====== Data supplied ======
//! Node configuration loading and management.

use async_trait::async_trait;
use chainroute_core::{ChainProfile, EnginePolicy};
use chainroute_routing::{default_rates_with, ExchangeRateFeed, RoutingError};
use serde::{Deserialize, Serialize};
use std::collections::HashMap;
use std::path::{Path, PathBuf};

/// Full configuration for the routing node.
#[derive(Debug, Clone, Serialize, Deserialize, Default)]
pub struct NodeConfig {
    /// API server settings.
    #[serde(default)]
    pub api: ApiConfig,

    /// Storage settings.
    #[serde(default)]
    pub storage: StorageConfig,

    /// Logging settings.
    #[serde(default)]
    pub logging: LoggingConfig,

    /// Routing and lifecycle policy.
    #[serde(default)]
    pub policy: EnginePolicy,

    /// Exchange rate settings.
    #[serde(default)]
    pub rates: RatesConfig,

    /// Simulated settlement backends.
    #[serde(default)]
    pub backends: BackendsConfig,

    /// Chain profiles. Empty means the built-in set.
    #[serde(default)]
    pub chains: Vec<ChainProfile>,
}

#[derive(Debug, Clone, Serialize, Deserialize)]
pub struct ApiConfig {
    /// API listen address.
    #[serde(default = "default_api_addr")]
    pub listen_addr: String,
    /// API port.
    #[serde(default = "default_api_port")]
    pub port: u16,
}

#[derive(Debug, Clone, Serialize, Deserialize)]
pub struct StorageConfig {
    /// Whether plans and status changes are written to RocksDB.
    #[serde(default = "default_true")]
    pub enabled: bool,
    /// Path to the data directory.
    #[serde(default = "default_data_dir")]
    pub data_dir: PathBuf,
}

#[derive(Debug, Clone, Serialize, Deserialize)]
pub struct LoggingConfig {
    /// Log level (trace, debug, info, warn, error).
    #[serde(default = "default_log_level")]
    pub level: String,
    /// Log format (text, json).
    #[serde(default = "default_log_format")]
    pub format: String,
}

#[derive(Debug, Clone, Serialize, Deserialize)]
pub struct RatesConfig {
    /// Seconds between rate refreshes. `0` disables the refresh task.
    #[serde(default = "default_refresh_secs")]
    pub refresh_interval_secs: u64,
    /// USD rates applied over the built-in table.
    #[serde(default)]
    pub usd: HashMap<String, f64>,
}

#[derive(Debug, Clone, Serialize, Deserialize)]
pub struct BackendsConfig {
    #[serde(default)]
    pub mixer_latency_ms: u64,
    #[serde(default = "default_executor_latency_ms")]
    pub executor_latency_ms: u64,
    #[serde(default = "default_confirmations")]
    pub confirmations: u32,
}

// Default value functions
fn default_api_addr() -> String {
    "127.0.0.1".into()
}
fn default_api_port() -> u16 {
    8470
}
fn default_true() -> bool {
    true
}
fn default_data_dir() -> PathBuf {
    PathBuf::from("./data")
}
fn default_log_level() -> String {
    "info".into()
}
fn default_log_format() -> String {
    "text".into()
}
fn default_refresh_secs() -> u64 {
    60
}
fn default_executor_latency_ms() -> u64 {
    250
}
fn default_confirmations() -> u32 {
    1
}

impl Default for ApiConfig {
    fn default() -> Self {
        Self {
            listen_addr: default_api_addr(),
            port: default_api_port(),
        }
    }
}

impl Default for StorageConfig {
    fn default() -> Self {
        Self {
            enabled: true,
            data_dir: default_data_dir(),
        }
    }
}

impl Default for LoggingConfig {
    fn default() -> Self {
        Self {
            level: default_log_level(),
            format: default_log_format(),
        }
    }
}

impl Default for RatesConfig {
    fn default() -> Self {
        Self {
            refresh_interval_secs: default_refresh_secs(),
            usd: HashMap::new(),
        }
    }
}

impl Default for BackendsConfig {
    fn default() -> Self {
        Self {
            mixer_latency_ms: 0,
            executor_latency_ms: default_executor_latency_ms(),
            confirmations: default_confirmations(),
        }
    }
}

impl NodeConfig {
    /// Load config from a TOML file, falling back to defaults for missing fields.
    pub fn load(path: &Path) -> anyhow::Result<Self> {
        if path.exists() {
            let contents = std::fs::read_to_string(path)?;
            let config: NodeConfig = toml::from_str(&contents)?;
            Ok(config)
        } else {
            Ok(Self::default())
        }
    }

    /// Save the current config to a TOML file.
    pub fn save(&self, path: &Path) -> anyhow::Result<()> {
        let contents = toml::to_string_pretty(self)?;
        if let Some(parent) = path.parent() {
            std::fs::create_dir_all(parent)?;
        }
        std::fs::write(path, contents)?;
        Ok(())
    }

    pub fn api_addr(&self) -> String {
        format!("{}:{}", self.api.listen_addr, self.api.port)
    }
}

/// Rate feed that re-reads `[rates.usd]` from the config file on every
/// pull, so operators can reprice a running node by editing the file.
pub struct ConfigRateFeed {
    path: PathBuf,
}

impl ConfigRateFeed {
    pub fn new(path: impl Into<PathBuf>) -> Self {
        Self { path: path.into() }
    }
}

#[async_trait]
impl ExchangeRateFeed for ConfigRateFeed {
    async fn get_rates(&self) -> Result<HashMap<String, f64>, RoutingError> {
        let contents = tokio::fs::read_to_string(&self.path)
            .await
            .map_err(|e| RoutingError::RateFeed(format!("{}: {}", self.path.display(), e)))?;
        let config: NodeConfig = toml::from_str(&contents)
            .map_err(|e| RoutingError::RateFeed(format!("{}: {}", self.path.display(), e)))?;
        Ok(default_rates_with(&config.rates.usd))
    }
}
======
# [What you need to do]
The answer must be every line from the entries above that holds the string "impl".

# [Exercise response]
impl Default for ApiConfig {
impl Default for StorageConfig {
impl Default for LoggingConfig {
impl Default for RatesConfig {
impl Default for BackendsConfig {
impl NodeConfig {
impl ConfigRateFeed {
    pub fn new(path: impl Into<PathBuf>) -> Self {
impl ExchangeRateFeed for ConfigRateFeed {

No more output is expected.